__EXERCISE DATA__

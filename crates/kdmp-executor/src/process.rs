//! Engine subprocesses
//!
//! Engines redraw progress with carriage returns, so output is split on
//! `\r` as well as `\n` before it reaches the parsers.

use std::collections::VecDeque;
use std::path::PathBuf;
use std::process::Stdio;

use tokio::io::{AsyncBufReadExt, AsyncRead, BufReader};
use tokio::process::Command;
use tokio::sync::mpsc;
use tracing::{debug, warn};

use crate::ExecutorError;

/// Stderr lines kept for failure reports
const STDERR_TAIL_LINES: usize = 20;

/// Stdout lines kept for parsers that read the end of the output. Large
/// enough for an indented kopia manifest; progress-only output is dropped
/// from the front.
const STDOUT_TAIL_LINES: usize = 1024;

/// The last `limit` lines of a stream
struct Tail {
    lines: VecDeque<String>,
    limit: usize,
}

impl Tail {
    fn new(limit: usize) -> Self {
        Self {
            lines: VecDeque::with_capacity(limit.min(64)),
            limit,
        }
    }

    fn push(&mut self, line: String) {
        if self.lines.len() == self.limit {
            self.lines.pop_front();
        }
        self.lines.push_back(line);
    }
}

#[derive(Clone, Copy, Debug, PartialEq, Eq)]
pub enum Stream {
    Stdout,
    Stderr,
}

/// A program, its arguments and extra environment
#[derive(Clone, Debug)]
pub struct EngineCommand {
    program: String,
    args: Vec<String>,
    env: Vec<(String, String)>,
    current_dir: Option<PathBuf>,
}

impl EngineCommand {
    pub fn new(program: impl Into<String>) -> Self {
        Self {
            program: program.into(),
            args: Vec::new(),
            env: Vec::new(),
            current_dir: None,
        }
    }

    pub fn arg(mut self, arg: impl Into<String>) -> Self {
        self.args.push(arg.into());
        self
    }

    pub fn args<I, S>(mut self, args: I) -> Self
    where
        I: IntoIterator<Item = S>,
        S: Into<String>,
    {
        self.args.extend(args.into_iter().map(Into::into));
        self
    }

    pub fn envs(mut self, env: impl IntoIterator<Item = (String, String)>) -> Self {
        self.env.extend(env);
        self
    }

    pub fn current_dir(mut self, dir: impl Into<PathBuf>) -> Self {
        self.current_dir = Some(dir.into());
        self
    }

    pub fn program(&self) -> &str {
        &self.program
    }

    pub fn arguments(&self) -> &[String] {
        &self.args
    }

    /// Program and arguments for logs. Environment is left out since it
    /// carries credentials.
    pub fn describe(&self) -> String {
        std::iter::once(self.program.as_str())
            .chain(self.args.iter().map(String::as_str))
            .collect::<Vec<_>>()
            .join(" ")
    }

    fn command(&self) -> Command {
        let mut cmd = Command::new(&self.program);
        cmd.args(&self.args)
            .envs(self.env.iter().map(|(k, v)| (k.as_str(), v.as_str())))
            .stdin(Stdio::null())
            .stdout(Stdio::piped())
            .stderr(Stdio::piped())
            .kill_on_drop(true);
        if let Some(dir) = &self.current_dir {
            cmd.current_dir(dir);
        }
        cmd
    }
}

#[derive(Clone, Debug, Default)]
pub struct ProcessOutput {
    pub success: bool,
    pub code: Option<i32>,
    /// Last lines written to stdout, joined with `\n`. Every line still
    /// reaches the `stream` callback.
    pub stdout: String,
    /// Last lines written to stderr
    pub stderr_tail: Vec<String>,
}

impl ProcessOutput {
    /// The stderr tail as one line, for reasons and errors
    pub fn stderr_summary(&self) -> String {
        self.stderr_tail.join("; ")
    }

    /// Why a run failed: the stderr tail, or the exit code when stderr was
    /// empty
    pub fn failure_detail(&self) -> String {
        let tail = self.stderr_summary();
        if tail.is_empty() {
            format!("exit code {:?}", self.code)
        } else {
            tail
        }
    }
}

/// Run `cmd` to completion, handing every output line to `on_line` as it
/// arrives
pub async fn stream<F>(cmd: &EngineCommand, mut on_line: F) -> Result<ProcessOutput, ExecutorError>
where
    F: FnMut(Stream, &str),
{
    debug!(command = %cmd.describe(), "starting engine");
    let mut child = cmd.command().spawn().map_err(|e| ExecutorError::Spawn {
        program: cmd.program.clone(),
        source: e,
    })?;

    let (tx, mut rx) = mpsc::unbounded_channel();
    if let Some(stdout) = child.stdout.take() {
        tokio::spawn(pump(stdout, Stream::Stdout, tx.clone()));
    }
    if let Some(stderr) = child.stderr.take() {
        tokio::spawn(pump(stderr, Stream::Stderr, tx.clone()));
    }
    drop(tx);

    let mut stdout = Tail::new(STDOUT_TAIL_LINES);
    let mut stderr = Tail::new(STDERR_TAIL_LINES);
    while let Some((which, line)) = rx.recv().await {
        on_line(which, &line);
        match which {
            Stream::Stdout => stdout.push(line),
            Stream::Stderr => stderr.push(line),
        }
    }

    let status = child.wait().await.map_err(|e| ExecutorError::Spawn {
        program: cmd.program.clone(),
        source: e,
    })?;
    debug!(command = %cmd.program, code = ?status.code(), "engine exited");

    Ok(ProcessOutput {
        success: status.success(),
        code: status.code(),
        stdout: Vec::from(stdout.lines).join("\n"),
        stderr_tail: stderr.lines.into(),
    })
}

/// Run `cmd` to completion and collect its output
pub async fn run(cmd: &EngineCommand) -> Result<ProcessOutput, ExecutorError> {
    stream(cmd, |_, _| {}).await
}

async fn pump<R>(reader: R, which: Stream, tx: mpsc::UnboundedSender<(Stream, String)>)
where
    R: AsyncRead + Unpin,
{
    let mut reader = BufReader::new(reader);
    let mut line = Vec::new();
    loop {
        let chunk = match reader.fill_buf().await {
            Ok(chunk) => chunk,
            Err(e) => {
                warn!(stream = ?which, error = %e, "failed to read engine output");
                break;
            }
        };
        if chunk.is_empty() {
            break;
        }
        for &byte in chunk {
            if byte == b'\n' || byte == b'\r' {
                if !line.is_empty() {
                    let _ = tx.send((which, String::from_utf8_lossy(&line).into_owned()));
                    line.clear();
                }
            } else {
                line.push(byte);
            }
        }
        let consumed = chunk.len();
        reader.consume(consumed);
    }
    if !line.is_empty() {
        let _ = tx.send((which, String::from_utf8_lossy(&line).into_owned()));
    }
}

#[cfg(test)]
mod tests {
    use super::*;

    fn sh(script: &str) -> EngineCommand {
        EngineCommand::new("sh").arg("-c").arg(script)
    }

    #[tokio::test]
    async fn carriage_returns_split_lines() {
        let mut seen = Vec::new();
        let output = stream(&sh("printf '10%%\\r20%%\\r30%%\\ndone\\n'"), |which, line| {
            seen.push((which, line.to_string()));
        })
        .await
        .unwrap();
        assert!(output.success);
        let lines: Vec<&str> = seen.iter().map(|(_, l)| l.as_str()).collect();
        assert_eq!(lines, vec!["10%", "20%", "30%", "done"]);
        assert_eq!(output.stdout, "10%\n20%\n30%\ndone");
    }

    #[tokio::test]
    async fn failures_keep_the_stderr_tail() {
        let output = run(&sh("echo first >&2; echo second >&2; exit 3"))
            .await
            .unwrap();
        assert!(!output.success);
        assert_eq!(output.code, Some(3));
        assert_eq!(output.stderr_summary(), "first; second");
    }

    #[tokio::test]
    async fn long_output_keeps_only_a_bounded_tail() {
        let lines = STDOUT_TAIL_LINES + 500;
        let mut seen = 0;
        let output = stream(&sh(&format!("seq 1 {}", lines)), |which, _| {
            if which == Stream::Stdout {
                seen += 1;
            }
        })
        .await
        .unwrap();
        assert_eq!(seen, lines);

        let kept: Vec<&str> = output.stdout.lines().collect();
        assert_eq!(kept.len(), STDOUT_TAIL_LINES);
        assert_eq!(kept.first().copied(), Some("501"));
        assert_eq!(kept.last().copied(), Some(lines.to_string().as_str()));
    }

    #[test]
    fn tail_drops_the_oldest_lines() {
        let mut tail = Tail::new(2);
        for line in ["a", "b", "c"] {
            tail.push(line.to_string());
        }
        assert_eq!(Vec::from(tail.lines), vec!["b", "c"]);
    }

    #[tokio::test]
    async fn environment_reaches_the_child() {
        let cmd = sh("echo $KDMP_TEST_VALUE")
            .envs([("KDMP_TEST_VALUE".to_string(), "42".to_string())]);
        let output = run(&cmd).await.unwrap();
        assert_eq!(output.stdout, "42");
    }

    #[tokio::test]
    async fn missing_programs_fail_to_spawn() {
        let err = run(&EngineCommand::new("/nonexistent/kdmp-engine"))
            .await
            .unwrap_err();
        assert!(matches!(err, ExecutorError::Spawn { .. }));
    }

    #[test]
    fn describe_leaves_out_the_environment() {
        let cmd = EngineCommand::new("restic")
            .args(["backup", "--json"])
            .envs([("RESTIC_PASSWORD".to_string(), "secret".to_string())]);
        assert_eq!(cmd.describe(), "restic backup --json");
    }
}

__TO DO__
Scan the data above for the word "VecDeque". Copy every line in which it is found.

__EXERCISE ANSWER__
use std::collections::VecDeque;
    lines: VecDeque<String>,
            lines: VecDeque::with_capacity(limit.min(64)),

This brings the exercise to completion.